A grand old Chevy Chase home is expanded and updated to accommodate three generations

From the outside, this elegant brick colonial in the leafy Kenwood neighborhood of Chevy Chase looks like any other single-family home on the block. But it’s actually two households in one.

Drs. Leslie Simmons Warner, an OB-GYN, and O.G. Warner, a dentist, occupy the main portion of the house with their three children, ages 21, 18 and 13. Her parents, Dr. Robert and Sylvia Simmons, live in an adjacent unit. Think of them as one big, happy family under a single roof, with separate living areas. It’s a new approach to an old-fashioned concept.

It all started when Warner’s father died a few years ago, and the couple starting thinking about the future. “My parents were getting older, and we had to think about plans for their living situation,” Simmons Warner says.

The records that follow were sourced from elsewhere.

// Copyright (c) 2023 Hemashushu <hippospark@gmail.com>, All rights reserved.
//
// This Source Code Form is subject to the terms of
// the Mozilla Public License version 2.0 and additional exceptions,
// more details in file LICENSE and CONTRIBUTING.

//! the host-side RPC dispatcher ("deck").
//!
//! a single-threaded state machine driven by I/O readiness: the
//! caller feeds received frame payloads in, gets frames to transmit
//! back, and ticks the watchdog with `poll`. time is always passed in
//! so nothing here sleeps or reads the clock.

pub mod dispatcher;

pub use dispatcher::{Deck, DeckHandler, DEFAULT_REQUEST_TIMEOUT};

Around the same time, she and Warner were outgrowing their home in Chevy Chase Village and planning to expand it, but they faced some remodeling obstacles due to historic trees that had to stay put.

Her parents offered a solution: The younger family could take over their own large house and renovate it to suit their needs; and the older couple could stay in the home they’d loved for 30 years and downsize at the same time. It seemed like a good plan.

The Warners previously had admired the work of Bethesda’s GTM Architects, and even had the company’s president, George Myers, draw up plans for their old house. “We liked his technique of blending the new parts of houses with the old,” Simmons Warner says.